*** Block opens ***
// src/ingest/providers/hackernews.rs
//! Hacker News via the official Firebase API.
//!
//! One request for the front-page id list, then one request per story. The
//! front page is general-interest, so stories are kept only when the title
//! matches the configured keyword allowlist.

use anyhow::{Context, Result};
use serde::Deserialize;

use crate::config::HackerNewsConfig;
use crate::ingest::fetch::{polite_pause, HttpFetch};
use crate::ingest::types::{Comment, RawItem};
use crate::ingest::{matches_any_keyword, normalize_comment};

#[derive(Debug, Deserialize)]
struct Item {
    id: u64,
    #[serde(default)]
    title: Option<String>,
    #[serde(default)]
    url: Option<String>,
    #[serde(default)]
    score: Option<i64>,
    #[serde(default)]
    descendants: Option<i64>,
    #[serde(default)]
    by: Option<String>,
    #[serde(default)]
    text: Option<String>,
    #[serde(default)]
    kids: Vec<u64>,
    #[serde(default)]
    deleted: bool,
    #[serde(default)]
    dead: bool,
}

pub fn top_stories_url(api_url: &str) -> String {
    format!("{}/topstories.json", api_url.trim_end_matches('/'))
}

pub fn item_url(api_url: &str, id: u64) -> String {
    format!("{}/item/{id}.json", api_url.trim_end_matches('/'))
}

pub fn discussion_url(id: u64) -> String {
    format!("https://news.ycombinator.com/item?id={id}")
}

pub fn parse_top_ids(body: &str) -> Result<Vec<u64>> {
    serde_json::from_str(body).context("parsing hn topstories json")
}

/// Parse one story; `Ok(None)` when it is not a live story or fails the allowlist.
pub fn parse_story(body: &str, keywords: &[String]) -> Result<Option<RawItem>> {
    let item: Item = serde_json::from_str(body).context("parsing hn item json")?;
    if item.deleted || item.dead {
        return Ok(None);
    }
    let title = item.title.unwrap_or_default();
    if !matches_any_keyword(&title, keywords) {
        return Ok(None);
    }
    let url = item
        .url
        .filter(|u| !u.trim().is_empty())
        .unwrap_or_else(|| discussion_url(item.id));
    Ok(Some(RawItem {
        id: item.id.to_string(),
        title,
        url,
        score: item.score.unwrap_or(0),
        comments_count: item.descendants.unwrap_or(0),
        author: item.by,
        excerpt: None,
        source: None,
    }))
}

/// Parse one comment item. HN exposes no per-comment score.
pub fn parse_comment(body: &str) -> Result<Option<Comment>> {
    let item: Item = serde_json::from_str(body).context("parsing hn comment json")?;
    if item.deleted || item.dead {
        return Ok(None);
    }
    Ok(item
        .text
        .as_deref()
        .and_then(|t| normalize_comment(item.by.clone(), t, None)))
}

fn parse_kids(body: &str) -> Result<Vec<u64>> {
    let item: Item = serde_json::from_str(body).context("parsing hn story json")?;
    Ok(item.kids)
}

pub async fn fetch_stories(cfg: &HackerNewsConfig, http: &dyn HttpFetch) -> Result<Vec<RawItem>> {
    let body = http
        .get_text(&top_stories_url(&cfg.api_url), None)
        .await
        .context("hn topstories")?;
    let ids = parse_top_ids(&body)?;

    let mut out = Vec::new();
    for (i, id) in ids.into_iter().take(cfg.max_stories).enumerate() {
        if i > 0 {
            polite_pause(cfg.item_delay()).await;
        }
        // A single broken item must not sink the whole front page.
        let parsed = match http.get_text(&item_url(&cfg.api_url, id), None).await {
            Ok(body) => parse_story(&body, &cfg.keywords),
            Err(e) => Err(e),
        };
        match parsed {
            Ok(Some(raw)) => out.push(raw),
            Ok(None) => {}
            Err(e) => tracing::debug!(error = ?e, id, "hn item skipped"),
        }
    }
    Ok(out)
}

pub async fn fetch_comments(
    cfg: &HackerNewsConfig,
    http: &dyn HttpFetch,
    story_id: &str,
    fetch_limit: usize,
) -> Result<Vec<Comment>> {
    let id: u64 = story_id
        .parse()
        .with_context(|| format!("hn story id {story_id:?} is not numeric"))?;
    let body = http.get_text(&item_url(&cfg.api_url, id), None).await?;
    let kids = parse_kids(&body)?;

    let mut out = Vec::new();
    for (i, kid) in kids.into_iter().take(fetch_limit).enumerate() {
        if i > 0 {
            polite_pause(cfg.item_delay()).await;
        }
        let parsed = match http.get_text(&item_url(&cfg.api_url, kid), None).await {
            Ok(body) => parse_comment(&body),
            Err(e) => Err(e),
        };
        match parsed {
            Ok(Some(c)) => out.push(c),
            Ok(None) => {}
            Err(e) => tracing::debug!(error = ?e, kid, "hn comment skipped"),
        }
    }
    Ok(out)
}

#[cfg(test)]
mod tests {
    use super::*;

    fn kw() -> Vec<String> {
        vec!["llm".into(), "agent".into()]
    }

    #[test]
    fn story_matching_keyword_is_kept() {
        let body = r#"{"id":42,"type":"story","title":"Show HN: An LLM agent in Rust","url":"https://example.test/a","score":120,"descendants":33,"by":"pg"}"#;
        let raw = parse_story(body, &kw()).unwrap().unwrap();
        assert_eq!(raw.id, "42");
        assert_eq!(raw.score, 120);
        assert_eq!(raw.comments_count, 33);
        assert_eq!(raw.author.as_deref(), Some("pg"));
    }

    #[test]
    fn off_topic_story_is_filtered() {
        let body = r#"{"id":1,"title":"Rust 1.80 released","score":500}"#;
        assert!(parse_story(body, &kw()).unwrap().is_none());
    }

    #[test]
    fn ask_hn_falls_back_to_discussion_url() {
        let body = r#"{"id":7,"title":"Ask HN: agent frameworks?","score":10}"#;
        let raw = parse_story(body, &kw()).unwrap().unwrap();
        assert_eq!(raw.url, "https://news.ycombinator.com/item?id=7");
    }

    #[test]
    fn dead_comment_is_skipped_and_html_is_stripped() {
        let dead = r#"{"id":9,"dead":true,"text":"spam spam spam spam"}"#;
        assert!(parse_comment(dead).unwrap().is_none());
        let live = r#"{"id":10,"by":"ann","text":"It&#x27;s good<p>Really good"}"#;
        let c = parse_comment(live).unwrap().unwrap();
        assert_eq!(c.body, "It's good Really good");
        assert_eq!(c.score, None);
    }

    #[test]
    fn malformed_top_ids_is_an_error() {
        assert!(parse_top_ids("<html>").is_err());
    }
}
*** Block closes ***
Try it:
Look for the string "json" in the listing above and copy every line holding it.

Your response:
    format!("{}/topstories.json", api_url.trim_end_matches('/'))
    format!("{}/item/{id}.json", api_url.trim_end_matches('/'))
    serde_json::from_str(body).context("parsing hn topstories json")
    let item: Item = serde_json::from_str(body).context("parsing hn item json")?;
    let item: Item = serde_json::from_str(body).context("parsing hn comment json")?;
    let item: Item = serde_json::from_str(body).context("parsing hn story json")?;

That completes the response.